1. The present appeal has been filed against the impugned judgment and order dated 01.03.2005 passed by the High Court of Kerala at Ernakulum in W.A. No. 1458 of 2004 whereby the Division Bench of the High Court dismissed the appeal preferred by the appellants-herein while confirming the order of confiscation of sandalwood oil which was upheld by learned single Judge of the High Court in O.P. No. 15114 of 1998, vide order dated 19.05.2004.

2. Brief facts :-

a. The appellant-firm is engaged in the business of purchase and sale of sandalwood oil. N.A. Abdulrahiman (Appellant No. 2) and N.A. Abdulla Haji are partners in the firm and also running a factory at Vidyanagar, Kasargod, for the extraction of sandalwood oil. On 16.04.1993, at about 10:30 P.M., the Kasargod Police conducted a search in the premises bearing door No. C.P. 31/786 called "Rahmith Manzil" and seized 125kgs of sandalwood oil kept in five barrels and removed the same to the local police station.

b. The above premise also happens to be the residence of the managing partner of the appellant firm and his family members. The seizure of the oil was reported to the Superintendent, Central Excise, Kasargod apprehending violation of the Central Excise Rules in removing the oil from the factory to the residential premises.

c. Consequently, the partners of the appellant-firm were served with show cause notice by the Authorized Officer under the Kerala Forest Act, 1961 (hereinafter referred to as 'the Act') proposing to confiscate 125 kgs of sandalwood oil seized from the aforementioned residential building.

d. The appellants replied to the show cause notice and contended that the above quantity is the accounted stock of the firm i.e., 75 kgs. of sandalwood oil was manufactured in the factory premise 2 itself as supported by stock register whereas 50 kgs of sandalwood oil was purchased from M/s Punjab Aromatic, A.G. Road, Calicut-2 on 15.04.1993 and in support of this claim, invoice of the said purchase was also produced.

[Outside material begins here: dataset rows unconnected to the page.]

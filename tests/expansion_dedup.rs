//! Expansion merges produced states that duplicate known ones

mod common;

use common::{Countdown, CountdownContext, DOUBLE, SINGLE};
use plangraph::{
    BoundedValue, Error, PlanGraph, Result, StateInfo, StateKey, StateTransitionInfo,
    planner::{StateIndex, evaluate_leaves, expand},
    ports::{ActionScheduler, ScheduledTransition, StateDataContext},
};

/// Countdown storage whose hash puts every state in one bucket.
#[derive(Default)]
struct CollidingContext {
    inner: CountdownContext,
}

impl StateDataContext for CollidingContext {
    type Key = StateKey;
    type Data = u32;

    fn create_state(&self) -> u32 {
        self.inner.create_state()
    }

    fn register_state(&self, data: u32) -> StateKey {
        self.inner.register_state(data)
    }

    fn destroy_state(&self, key: &StateKey) -> Result<()> {
        self.inner.destroy_state(key)
    }

    fn states_equal(&self, a: &u32, b: &u32) -> bool {
        a == b
    }

    fn state_hash(&self, _data: &u32) -> u64 {
        7
    }

    fn state_data(&self, key: &StateKey) -> Result<u32> {
        self.inner.state_data(key)
    }
}

struct Fixture {
    graph: PlanGraph<StateKey, u8>,
    context: CountdownContext,
    index: StateIndex<StateKey>,
    root: StateKey,
}

fn fixture(n: u32) -> Fixture {
    let graph = PlanGraph::new();
    let context = CountdownContext::new();
    let mut index = StateIndex::new();
    let root = context.register_state(n);
    graph
        .add_state(root, StateInfo::new(BoundedValue::zero()))
        .unwrap();
    index.insert(root, context.state_hash(&n));
    Fixture {
        graph,
        context,
        index,
        root,
    }
}

fn successor_values(fx: &Fixture, state: StateKey, action: u8) -> Vec<u32> {
    let mut values: Vec<u32> = fx
        .graph
        .resulting_states(&state, &action)
        .iter()
        .map(|key| fx.context.state_data(key).unwrap())
        .collect();
    values.sort_unstable();
    values
}

#[test]
fn duplicate_inside_one_batch_becomes_one_state() {
    let mut fx = fixture(4);
    let batch = Countdown.schedule(&fx.context, &[fx.root]).unwrap();
    // 4 -single-> 3, 4 -double-> {3, 2}
    assert_eq!(batch.len(), 3);
    assert_eq!(fx.context.len(), 4);

    let outcome = expand(&fx.graph, &fx.context, &fx.index, &batch).unwrap();
    assert_eq!(outcome.new_states.len(), 2);
    assert_eq!(outcome.destroyed.len(), 1);
    assert_eq!(outcome.linked, 3);
    assert_eq!(outcome.merged, 0);

    let three_single = fx.graph.resulting_states(&fx.root, &SINGLE);
    assert_eq!(three_single.len(), 1);
    assert!(
        fx.graph
            .resulting_states(&fx.root, &DOUBLE)
            .contains(&three_single[0])
    );
    assert_eq!(successor_values(&fx, fx.root, DOUBLE), vec![2, 3]);
    assert_eq!(fx.graph.predecessors(&three_single[0]), vec![fx.root]);

    for duplicate in &outcome.destroyed {
        fx.context.destroy_state(duplicate).unwrap();
    }
    assert_eq!(fx.context.len(), 3);

    let new_states: Vec<_> = outcome.new_states.iter().map(|(key, _)| *key).collect();
    evaluate_leaves(&fx.graph, &fx.context, &Countdown, &Countdown, &new_states).unwrap();
    fx.graph.check_consistency().unwrap();
    for (state, hash) in outcome.new_states {
        fx.index.insert(state, hash);
    }
    assert_eq!(fx.index.len(), 3);
}

#[test]
fn produced_state_equal_to_a_known_one_is_linked_to_it() {
    let mut fx = fixture(4);
    let batch = Countdown.schedule(&fx.context, &[fx.root]).unwrap();
    let first = expand(&fx.graph, &fx.context, &fx.index, &batch).unwrap();
    for duplicate in &first.destroyed {
        fx.context.destroy_state(duplicate).unwrap();
    }
    let new_states: Vec<_> = first.new_states.iter().map(|(key, _)| *key).collect();
    evaluate_leaves(&fx.graph, &fx.context, &Countdown, &Countdown, &new_states).unwrap();
    for (state, hash) in &first.new_states {
        fx.index.insert(*state, *hash);
    }

    let three = fx.graph.resulting_states(&fx.root, &SINGLE)[0];
    let two = fx
        .graph
        .resulting_states(&fx.root, &DOUBLE)
        .into_iter()
        .find(|key| *key != three)
        .unwrap();

    // 3 -single-> 2 (known), 3 -double-> {2 (known), 1 (new)}
    let batch = Countdown.schedule(&fx.context, &[three]).unwrap();
    let second = expand(&fx.graph, &fx.context, &fx.index, &batch).unwrap();
    assert_eq!(second.new_states.len(), 1);
    assert_eq!(second.destroyed.len(), 2);
    assert_eq!(fx.graph.resulting_states(&three, &SINGLE), vec![two]);
    assert!(fx.graph.resulting_states(&three, &DOUBLE).contains(&two));

    let mut preds = fx.graph.predecessors(&two);
    preds.sort_unstable();
    let mut expected = vec![fx.root, three];
    expected.sort_unstable();
    assert_eq!(preds, expected);
}

#[test]
fn outcomes_landing_on_one_state_merge_their_transitions() {
    let fx = fixture(7);
    let a = fx.context.register_state(5);
    let b = fx.context.register_state(5);
    let batch = vec![
        ScheduledTransition::new(fx.root, SINGLE, a, StateTransitionInfo::new(0.5, -1.0).unwrap()),
        ScheduledTransition::new(fx.root, SINGLE, b, StateTransitionInfo::new(0.5, -3.0).unwrap()),
    ];

    let outcome = expand(&fx.graph, &fx.context, &fx.index, &batch).unwrap();
    assert_eq!(outcome.new_states.len(), 1);
    assert_eq!(outcome.destroyed, vec![b]);
    assert_eq!(outcome.linked, 1);
    assert_eq!(outcome.merged, 1);

    let transition = fx.graph.transition_info(&fx.root, &SINGLE, &a).unwrap();
    assert!((transition.probability - 1.0).abs() < 1e-12);
    assert!((transition.transition_utility + 2.0).abs() < 1e-12);
}

#[test]
fn empty_batch_changes_nothing() {
    let fx = fixture(3);
    let outcome = expand::<_, u8>(&fx.graph, &fx.context, &fx.index, &[]).unwrap();
    assert!(outcome.new_states.is_empty());
    assert_eq!(fx.graph.state_count(), 1);
}

#[test]
fn colliding_hashes_still_compare_state_data() {
    let graph: PlanGraph<StateKey, u8> = PlanGraph::new();
    let context = CollidingContext::default();
    let mut index = StateIndex::new();
    let root = context.register_state(100);
    graph
        .add_state(root, StateInfo::new(BoundedValue::zero()))
        .unwrap();
    index.insert(root, context.state_hash(&100));

    let produced: Vec<StateKey> = [1, 2, 1, 100]
        .into_iter()
        .map(|data| context.register_state(data))
        .collect();
    let batch: Vec<_> = produced
        .iter()
        .zip(0u8..)
        .map(|(successor, action)| {
            ScheduledTransition::new(root, action, *successor, StateTransitionInfo::certain(-1.0))
        })
        .collect();

    let outcome = expand(&graph, &context, &index, &batch).unwrap();

    // Unequal data in the shared bucket stays apart.
    let mut new_keys: Vec<_> = outcome.new_states.iter().map(|(key, _)| *key).collect();
    new_keys.sort_unstable();
    let mut expected_new = vec![produced[0], produced[1]];
    expected_new.sort_unstable();
    assert_eq!(new_keys, expected_new);

    // The repeated 1 folds into the earliest entry, the copy of the root into the root.
    let mut expected_destroyed = vec![produced[2], produced[3]];
    expected_destroyed.sort_unstable();
    assert_eq!(outcome.destroyed, expected_destroyed);
    assert_eq!(graph.resulting_states(&root, &2), vec![produced[0]]);
    assert_eq!(graph.resulting_states(&root, &3), vec![root]);
    assert_eq!(outcome.linked, 4);
    assert_eq!(outcome.merged, 0);
}

#[test]
fn merged_outcomes_above_certainty_are_rejected() {
    let fx = fixture(7);
    let a = fx.context.register_state(5);
    let b = fx.context.register_state(5);
    let likely = StateTransitionInfo::new(0.7, -1.0).unwrap();
    let batch = vec![
        ScheduledTransition::new(fx.root, SINGLE, a, likely),
        ScheduledTransition::new(fx.root, SINGLE, b, likely),
    ];

    let err = expand(&fx.graph, &fx.context, &fx.index, &batch).unwrap_err();
    assert!(matches!(err, Error::InvalidProbability { .. }));
}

e. It is the case of the appellants herein that this quantity of 125 kgs of sandalwood oil has been removed to the residence of the managing partner on account of maintenance work carried out in the factory which is in the adjacent compound. After considering the objections put forward in reply to the show cause notice, the Divisional Forest Officer, vide order dated 03.07.1998, ordered confiscation of the 125 kgs of sandalwood oil.

f. The appellants being dissatisfied with the order dated 03.07.1998 filed a writ petition before the High Court bearing OP. No. 15114 of 1998 which came to be dismissed vide order dated 19.05.2004.

g. The appellants, being aggrieved by the order dated 19.05.2004, preferred an appeal to the Division Bench of the High Court being No. 1458 of 2004. The Division Bench, vide order dated 01.03.2005 upheld the order of confiscation and dismissed the appeal.

h. Consequently, the appellants have filed this appeal by way of special leave before this Court.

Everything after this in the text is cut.